Task statement: Should the word "usize" occur in a line of the records, copy that line.

(Saved entries)
────────────────

//! Engine catalog for unidb.
//!
//! Static registry describing every supported database engine: its bind
//! parameter style, driver adapter, native CLI client, and version-probe
//! SQL. Loaded once, never mutated; everything here is process-lifetime
//! data resolved by a single lookup instead of per-call branching.

mod bridge;
mod queries;

pub use bridge::{client_invocation, ClientInvocation};
pub use queries::{skip_reason, template_for, CatalogQuery, SchemaObjectKind};

use crate::error::{Result, UnidbError};
use serde::{Deserialize, Serialize};

/// Supported database engines.
#[derive(Debug, Clone, Copy, PartialEq, Eq, Hash, Serialize, Deserialize)]
#[serde(rename_all = "lowercase")]
pub enum Engine {
    Access,
    Mysql,
    Oracle,
    Postgres,
    Sqlite,
    SqlServer,
}

impl Engine {
    /// All supported engines, in catalog order.
    pub const ALL: [Engine; 6] = [
        Engine::Access,
        Engine::Mysql,
        Engine::Oracle,
        Engine::Postgres,
        Engine::Sqlite,
        Engine::SqlServer,
    ];

    /// Returns the engine as a string for display and persistence.
    pub fn as_str(&self) -> &'static str {
        match self {
            Self::Access => "access",
            Self::Mysql => "mysql",
            Self::Oracle => "oracle",
            Self::Postgres => "postgresql",
            Self::Sqlite => "sqlite",
            Self::SqlServer => "sql server",
        }
    }

    /// Parses an engine from a string.
    ///
    /// Fails with `UnknownEngine` for anything outside the fixed set.
    pub fn parse(s: &str) -> Result<Self> {
        match s.to_lowercase().as_str() {
            "access" => Ok(Self::Access),
            "mysql" => Ok(Self::Mysql),
            "oracle" => Ok(Self::Oracle),
            "postgres" | "postgresql" => Ok(Self::Postgres),
            "sqlite" => Ok(Self::Sqlite),
            "sqlserver" | "sql server" | "mssql" => Ok(Self::SqlServer),
            other => Err(UnidbError::UnknownEngine(other.to_string())),
        }
    }
}

impl std::fmt::Display for Engine {
    fn fmt(&self, f: &mut std::fmt::Formatter<'_>) -> std::fmt::Result {
        f.write_str(self.as_str())
    }
}

/// The bind-placeholder syntax a driver expects in SQL text.
#[derive(Debug, Clone, Copy, PartialEq, Eq, Serialize, Deserialize)]
#[serde(rename_all = "lowercase")]
pub enum ParameterStyle {
    /// `:name` placeholders, values passed by name.
    Named,
    /// `?` placeholders, values passed positionally.
    Qmark,
    /// `%(name)s` placeholders, values passed by name.
    Pyformat,
    /// No placeholders at all; SQL must be literal-only.
    None,
}

impl ParameterStyle {
    pub fn as_str(&self) -> &'static str {
        match self {
            Self::Named => "named",
            Self::Qmark => "qmark",
            Self::Pyformat => "pyformat",
            Self::None => "none",
        }
    }
}

/// Static description of one engine's conventions.
#[derive(Debug, Clone, Copy)]
pub struct EngineProfile {
    pub engine: Engine,
    pub parameter_style: ParameterStyle,
    /// Name of the driver adapter this engine needs.
    pub driver_name: &'static str,
    /// Native command-line client executable, or "" if the engine has none.
    pub cli_executable: &'static str,
    pub supports_bind_vars: bool,
    pub is_file_based: bool,
    /// Whether connect builds a single connection string (vs. positional
    /// host/user/password/instance/port arguments). Static per engine.
    pub uses_connection_string: bool,
    /// SQL that returns the server version as the first column of the
    /// first row, or None when the engine has no version query.
    pub version_probe: Option<&'static str>,
    pub default_port: Option<u16>,
}

static PROFILES: [EngineProfile; 6] = [
    EngineProfile {
        engine: Engine::Access,
        // pyodbc would be qmark, but Access rejects binds outright.
        parameter_style: ParameterStyle::None,
        driver_name: "odbc",
        cli_executable: "",
        supports_bind_vars: false,
        is_file_based: true,
        uses_connection_string: true,
        version_probe: None,
        default_port: None,
    },
    EngineProfile {
        engine: Engine::Mysql,
        parameter_style: ParameterStyle::Pyformat,
        driver_name: "sqlx-mysql",
        cli_executable: "mysqlsh",
        supports_bind_vars: true,
        is_file_based: false,
        uses_connection_string: false,
        version_probe: Some("SELECT version()"),
        default_port: Some(3306),
    },
    EngineProfile {
        engine: Engine::Oracle,
        parameter_style: ParameterStyle::Named,
        driver_name: "oracle",
        cli_executable: "sqlplus",
        supports_bind_vars: true,
        is_file_based: false,
        uses_connection_string: true,
        version_probe: Some("SELECT * FROM v$version WHERE banner LIKE 'Oracle%'"),
        default_port: Some(1521),
    },
    EngineProfile {
        engine: Engine::Postgres,
        parameter_style: ParameterStyle::Pyformat,
        driver_name: "sqlx-postgres",
        cli_executable: "psql",
        supports_bind_vars: true,
        is_file_based: false,
        uses_connection_string: true,
        version_probe: Some("SELECT version()"),
        default_port: Some(5432),
    },
    EngineProfile {
        engine: Engine::Sqlite,
        parameter_style: ParameterStyle::Named,
        driver_name: "sqlx-sqlite",
        cli_executable: "sqlite3",
        supports_bind_vars: true,
        is_file_based: true,
        uses_connection_string: true,
        version_probe: Some("select sqlite_version()"),
        default_port: None,
    },
    EngineProfile {
        engine: Engine::SqlServer,
        parameter_style: ParameterStyle::Qmark,
        driver_name: "odbc",
        cli_executable: "sqlcmd",
        supports_bind_vars: true,
        is_file_based: false,
        uses_connection_string: true,
        version_probe: Some("SELECT @@VERSION"),
        default_port: Some(1433),
    },
];

/// Returns the static profile for an engine.
pub fn profile_for(engine: Engine) -> &'static EngineProfile {
    PROFILES
        .iter()
        .find(|p| p.engine == engine)
        .expect("every engine has a profile")
}
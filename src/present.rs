//! Result presentation for unidb.
//!
//! Renders result sets as delimited text, optionally padded so columns
//! line up. The writer is destination-agnostic; the CLI decides whether
//! the rendered text goes to stdout or a file.

use crate::driver::Row;
use crate::typemap::quote_literal;
use std::io::Write;

/// Renders rows as separator-joined text.
///
/// Column headers are centered over their column and underlined with
/// dashes; data cells are left-aligned when alignment is on. Null cells
/// render as the empty string. Cells containing the separator are
/// single-quoted with embedded quotes doubled, so the output stays
/// splittable on the separator.
#[derive(Debug, Clone)]
pub struct RowWriter {
    align: bool,
    separator: String,
}

impl Default for RowWriter {
    fn default() -> Self {
        Self {
            align: true,
            separator: ",".to_string(),
        }
    }
}

impl RowWriter {
    pub fn new() -> Self {
        Self::default()
    }

    pub fn with_separator(mut self, separator: impl Into<String>) -> Self {
        self.separator = separator.into();
        self
    }

    pub fn with_alignment(mut self, align: bool) -> Self {
        self.align = align;
        self
    }

    /// Renders the rows to a string.
    ///
    /// `col_names = None` means no header and no dash line; column widths
    /// then start from the first data row.
    pub fn format_rows(&self, rows: &[Row], col_names: Option<&[String]>) -> String {
        let cells: Vec<Vec<String>> = rows
            .iter()
            .map(|row| row.iter().map(|v| self.render_cell(&v.to_display_string())).collect())
            .collect();

        let mut widths: Vec<usize> = match col_names {
            Some(names) => names.iter().map(|n| n.chars().count()).collect(),
            None => match cells.first() {
                Some(first) => first.iter().map(|c| c.chars().count()).collect(),
                None => return String::new(),
            },
        };
        if self.align {
            for row in &cells {
                for (width, cell) in widths.iter_mut().zip(row) {
                    *width = (*width).max(cell.chars().count());
                }
            }
        }

        let mut lines = Vec::with_capacity(cells.len() + 2);
        if let Some(names) = col_names {
            lines.push(
                names
                    .iter()
                    .zip(&widths)
                    .map(|(name, width)| pad_center(name, *width))
                    .collect::<Vec<_>>()
                    .join(&self.separator),
            );
            lines.push(
                widths
                    .iter()
                    .map(|width| "-".repeat(*width))
                    .collect::<Vec<_>>()
                    .join(&self.separator),
            );
        }
        for row in &cells {
            let line = if self.align {
                row.iter()
                    .zip(&widths)
                    .map(|(cell, width)| pad_left_aligned(cell, *width))
                    .collect::<Vec<_>>()
                    .join(&self.separator)
            } else {
                row.join(&self.separator)
            };
            lines.push(line);
        }
        lines.join("\n")
    }

    /// Renders and writes the rows, with a trailing newline.
    pub fn write_rows(
        &self,
        out: &mut dyn Write,
        rows: &[Row],
        col_names: Option<&[String]>,
    ) -> std::io::Result<()> {
        let text = self.format_rows(rows, col_names);
        writeln!(out, "{text}")
    }

    /// Quotes a cell when it would otherwise split on the separator.
    fn render_cell(&self, text: &str) -> String {
        if !self.separator.is_empty() && text.contains(&self.separator) {
            quote_literal(text)
        } else {
            text.to_string()
        }
    }
}

fn pad_left_aligned(text: &str, width: usize) -> String {
    let len = text.chars().count();
    if len >= width {
        text.to_string()
    } else {
        format!("{}{}", text, " ".repeat(width - len))
    }
}

fn pad_center(text: &str, width: usize) -> String {
    let len = text.chars().count();
    if len >= width {
        return text.to_string();
    }
    let total = width - len;
    let left = total / 2;
    format!("{}{}{}", " ".repeat(left), text, " ".repeat(total - left))
}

────────────────

Solution to this exercise:
        let mut widths: Vec<usize> = match col_names {
fn pad_left_aligned(text: &str, width: usize) -> String {
fn pad_center(text: &str, width: usize) -> String {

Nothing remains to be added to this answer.